Task brief: Copy each line from the records below in which the word "widths" is found.

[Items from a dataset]
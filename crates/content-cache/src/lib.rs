//! Content-addressed cache of inference results.
//!
//! Entries are keyed by a [`Fingerprint`] of the chunk text, the wear that
//! reviewed it and the model configuration, so unchanged code is never sent
//! for inference twice.
//!
//! ```no_run
//! use audit_content_cache::{CacheKey, ContentCache};
//! use serde_json::json;
//!
//! # async fn example() -> audit_content_cache::Result<()> {
//! let cache = ContentCache::open("/tmp/ai_audit/cache").await?;
//! let key = CacheKey::new("def f(): pass", "a.py:f", "security", "model", None);
//!
//! let _guard = cache.writer_lock(&key.fingerprint).await;
//! if cache.lookup(&key.fingerprint).await.is_none() {
//!     cache.store(&key, json!({"issues": []})).await?;
//! }
//! # Ok(())
//! # }
//! ```

mod atomic;
mod entry;
mod error;
mod fingerprint;
mod locks;
mod store;

pub use atomic::{tmp_path, write_atomic, write_json_atomic, TMP_SUFFIX};
pub use entry::{unix_now, CacheEntry, CacheKey};
pub use error::{CacheError, Result};
pub use fingerprint::Fingerprint;
pub use store::ContentCache;
use crate::text::indent_width;
use crate::types::Chunk;
use unicode_segmentation::UnicodeSegmentation;

/// Bounds every chunk to a character ceiling before it is sent for inference.
///
/// Oversized chunks are split on line boundaries, preferring a line that ends
/// a statement (blank line, `;`, `}` or a dedent) in the back half of the
/// window. A single line longer than the ceiling is cut on grapheme
/// boundaries. Sub-chunks are named `<chunk_id>#<n>` and keep their own
/// absolute `start_line`. Small chunks are never merged.
#[derive(Debug, Clone, Copy)]
pub struct SizeGuard {
    max_chars: usize,
}

impl SizeGuard {
    #[must_use]
    pub fn new(max_chars: usize) -> Self {
        Self {
            max_chars: max_chars.max(1),
        }
    }

    #[must_use]
    pub fn max_chars(&self) -> usize {
        self.max_chars
    }

    /// Apply the guard to every chunk, preserving order
    #[must_use]
    pub fn guard_all(&self, chunks: Vec<Chunk>) -> Vec<Chunk> {
        chunks.into_iter().flat_map(|c| self.guard(c)).collect()
    }

    /// Split one chunk if it exceeds the ceiling
    #[must_use]
    pub fn guard(&self, chunk: Chunk) -> Vec<Chunk> {
        if chunk.char_len() <= self.max_chars {
            return vec![chunk];
        }

        let parts = self.split_parts(&chunk.source_text);
        if parts.len() <= 1 {
            return vec![chunk];
        }

        log::debug!(
            "Splitting {} ({} chars) into {} parts",
            chunk.chunk_id,
            chunk.char_len(),
            parts.len()
        );

        parts
            .into_iter()
            .enumerate()
            .map(|(i, (line_offset, text))| Chunk {
                chunk_id: format!("{}#{}", chunk.chunk_id, i + 1),
                qualified_name: format!("{}#{}", chunk.qualified_name, i + 1),
                source_text: text,
                start_line: chunk.start_line + line_offset,
                kind: chunk.kind,
            })
            .collect()
    }

    /// `(line offset within the chunk, text)` pieces, each within the ceiling
    fn split_parts(&self, text: &str) -> Vec<(usize, String)> {
        let lines: Vec<&str> = text.split('\n').collect();
        let widths: Vec<usize> = lines.iter().map(|l| l.chars().count()).collect();
        let mut parts = Vec::new();
        let mut first = 0;

        while first < lines.len() {
            if widths[first] > self.max_chars {
                for piece in self.hard_split(lines[first]) {
                    parts.push((first, piece));
                }
                first += 1;
                continue;
            }

            let mut last = first;
            let mut len = widths[first];
            let mut boundary = None;
            if is_boundary(&lines, first) {
                boundary = Some(first);
            }
            while last + 1 < lines.len() && len + 1 + widths[last + 1] <= self.max_chars {
                last += 1;
                len += 1 + widths[last];
                if is_boundary(&lines, last) {
                    boundary = Some(last);
                }
            }

            let midpoint = first + (last - first) / 2;
            let end = match boundary {
                _ if last + 1 == lines.len() => last,
                Some(b) if b >= midpoint => b,
                _ => last,
            };
            parts.push((first, lines[first..=end].join("\n")));
            first = end + 1;
        }
        parts
    }

    /// Cut one line into pieces of at most `max_chars` chars.
    ///
    /// Graphemes stay whole unless a single grapheme is wider than the
    /// ceiling, in which case it is cut between its chars.
    fn hard_split(&self, line: &str) -> Vec<String> {
        let mut pieces = Vec::new();
        let mut current = String::new();
        let mut count = 0;
        let units = line.graphemes(true).flat_map(|g| {
            if g.chars().count() > self.max_chars {
                g.char_indices()
                    .map(|(i, c)| &g[i..i + c.len_utf8()])
                    .collect::<Vec<_>>()
            } else {
                vec![g]
            }
        });
        for grapheme in units {
            let width = grapheme.chars().count();
            if count + width > self.max_chars && !current.is_empty() {
                pieces.push(std::mem::take(&mut current));
                count = 0;
            }
            current.push_str(grapheme);
            count += width;
        }
        if !current.is_empty() {
            pieces.push(current);
        }
        pieces
    }
}

/// Whether a split right after line `i` falls between statements
fn is_boundary(lines: &[&str], i: usize) -> bool {
    let trimmed = lines[i].trim_end();
    if trimmed.trim().is_empty() {
        return true;
    }
    if trimmed.ends_with(';') || trimmed.ends_with('}') {
        return true;
    }
    let opens_block = [':', '{', '(', '[', ',', '\\', '='].iter().any(|c| trimmed.ends_with(*c));
    match lines.get(i + 1) {
        Some(next) if !next.trim().is_empty() => {
            !opens_block && indent_width(next) <= indent_width(lines[i])
        }
        _ => !opens_block,
    }
}
use crate::error::Result;
use crate::orchestrator::{CachePolicy, RationaleOutcome};
use crate::pipeline::{existing_dir, Pipeline};
use crate::run_lock::RunLock;
use crate::scanner::FileScanner;
use audit_code_chunker::relative_path;
use audit_content_cache::write_json_atomic;
use serde::{Deserialize, Serialize};
use sha2::{Digest, Sha256};
use std::collections::BTreeMap;
use std::path::{Path, PathBuf};

const RATIONALE_DIR: &str = "rationale";

/// Design intent recorded for one chunk
#[derive(Debug, Clone, PartialEq, Eq, Serialize, Deserialize)]
pub struct RationaleEntry {
    pub chunk_id: String,
    pub file_path: String,
    pub qualified_name: String,
    pub kind: String,
    pub rationale: String,
    /// RFC 3339, UTC
    pub extracted_at: String,
}

/// Per-project rationale file: chunk id -> entry
#[derive(Debug, Default)]
pub struct RationaleStore {
    path: PathBuf,
    entries: BTreeMap<String, RationaleEntry>,
}

impl RationaleStore {
    /// `<data_dir>/rationale/<hash of dir>.json`
    #[must_use]
    pub fn path_for(data_dir: &Path, dir: &Path) -> PathBuf {
        let digest = Sha256::digest(dir.to_string_lossy().as_bytes());
        let name: String = digest.iter().take(8).map(|b| format!("{b:02x}")).collect();
        data_dir.join(RATIONALE_DIR).join(format!("{name}.json"))
    }

    /// Load the store; a missing or unreadable file starts empty
    pub async fn load(path: PathBuf) -> Self {
        let entries = match tokio::fs::read(&path).await {
            Ok(bytes) => serde_json::from_slice(&bytes).unwrap_or_else(|e| {
                log::warn!("Ignoring corrupt rationale store {}: {e}", path.display());
                BTreeMap::new()
            }),
            Err(_) => BTreeMap::new(),
        };
        Self { path, entries }
    }

    pub async fn save(&self) -> Result<()> {
        write_json_atomic(&self.path, &self.entries).await?;
        Ok(())
    }

    #[must_use]
    pub fn path(&self) -> &Path {
        &self.path
    }

    #[must_use]
    pub fn contains(&self, chunk_id: &str) -> bool {
        self.entries.contains_key(chunk_id)
    }

    pub fn insert(&mut self, entry: RationaleEntry) {
        self.entries.insert(entry.chunk_id.clone(), entry);
    }

    #[must_use]
    pub fn len(&self) -> usize {
        self.entries.len()
    }

    #[must_use]
    pub fn is_empty(&self) -> bool {
        self.entries.is_empty()
    }

    /// Entries whose chunk id or text contains `filter` (case-insensitive)
    #[must_use]
    pub fn matching(&self, filter: Option<&str>) -> Vec<RationaleEntry> {
        let needle = filter
            .map(|f| f.trim().to_lowercase())
            .filter(|f| !f.is_empty());
        self.entries
            .values()
            .filter(|entry| match &needle {
                None => true,
                Some(n) => {
                    entry.chunk_id.to_lowercase().contains(n)
                        || entry.rationale.to_lowercase().contains(n)
                }
            })
            .cloned()
            .collect()
    }
}

#[derive(Debug, Clone, Default, PartialEq, Eq, Serialize)]
pub struct RationaleReport {
    pub directory: PathBuf,
    pub store_path: PathBuf,
    pub extracted: usize,
    pub skipped: usize,
    pub failed: usize,
    pub total_entries: usize,
}

impl Pipeline {
    /// Extract design rationale for every chunk under `dir`.
    ///
    /// Chunks already in the store are skipped unless `force` is set. The
    /// store is saved after each file, so an interrupted run keeps its
    /// progress.
    pub async fn extract_rationale(&self, dir: &Path, force: bool) -> Result<RationaleReport> {
        let root = existing_dir(dir)?;
        let store_path = RationaleStore::path_for(&self.data_dir, &root);
        let _lock = RunLock::acquire(&store_path.with_extension("lock")).await?;
        let mut store = RationaleStore::load(store_path).await;

        let mut report = RationaleReport {
            directory: root.clone(),
            store_path: store.path().to_path_buf(),
            ..RationaleReport::default()
        };
        let policy = CachePolicy::from_force(force);

        for file in FileScanner::new(&root).scan() {
            let rel = relative_path(&file, &root);
            let outcome = match self.chunk_file(&file, &root).await {
                Ok(chunked) => chunked,
                Err(e) => {
                    log::warn!("Skipping {rel}: {e}");
                    report.failed += 1;
                    continue;
                }
            };

            let (pending, existing): (Vec<_>, Vec<_>) = outcome
                .chunks
                .into_iter()
                .partition(|c| force || !store.contains(&c.chunk_id));
            report.skipped += existing.len();
            if pending.is_empty() {
                continue;
            }

            let outcomes = self
                .orchestrator
                .extract_rationales(&pending, policy)
                .await?;
            for (chunk, outcome) in pending.into_iter().zip(outcomes) {
                match outcome {
                    RationaleOutcome::Extracted { text, .. } => {
                        let preview: String = text.chars().take(60).collect();
                        log::debug!("{}: {preview}", chunk.chunk_id);
                        store.insert(RationaleEntry {
                            file_path: rel.clone(),
                            qualified_name: chunk.qualified_name,
                            kind: chunk.kind.as_str().to_string(),
                            rationale: text,
                            extracted_at: chrono::Utc::now().to_rfc3339(),
                            chunk_id: chunk.chunk_id,
                        });
                        report.extracted += 1;
                    }
                    RationaleOutcome::Failed { .. } => report.failed += 1,
                }
            }
            store.save().await?;
        }

        report.total_entries = store.len();
        log::info!(
            "Rationale: {} extracted, {} skipped, {} failed ({} stored in {})",
            report.extracted,
            report.skipped,
            report.failed,
            report.total_entries,
            report.store_path.display()
        );
        Ok(report)
    }

    /// Stored rationale for `dir`, optionally filtered, sorted by chunk id
    pub async fn list_rationale(&self, dir: &Path, filter: Option<&str>) -> Result<Vec<RationaleEntry>> {
        let root = existing_dir(dir)?;
        let store = RationaleStore::load(RationaleStore::path_for(&self.data_dir, &root)).await;
        Ok(store.matching(filter))
    }
}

Result of this exercise:
        let widths: Vec<usize> = lines.iter().map(|l| l.chars().count()).collect();
            if widths[first] > self.max_chars {
            let mut len = widths[first];
            while last + 1 < lines.len() && len + 1 + widths[last + 1] <= self.max_chars {
                len += 1 + widths[last];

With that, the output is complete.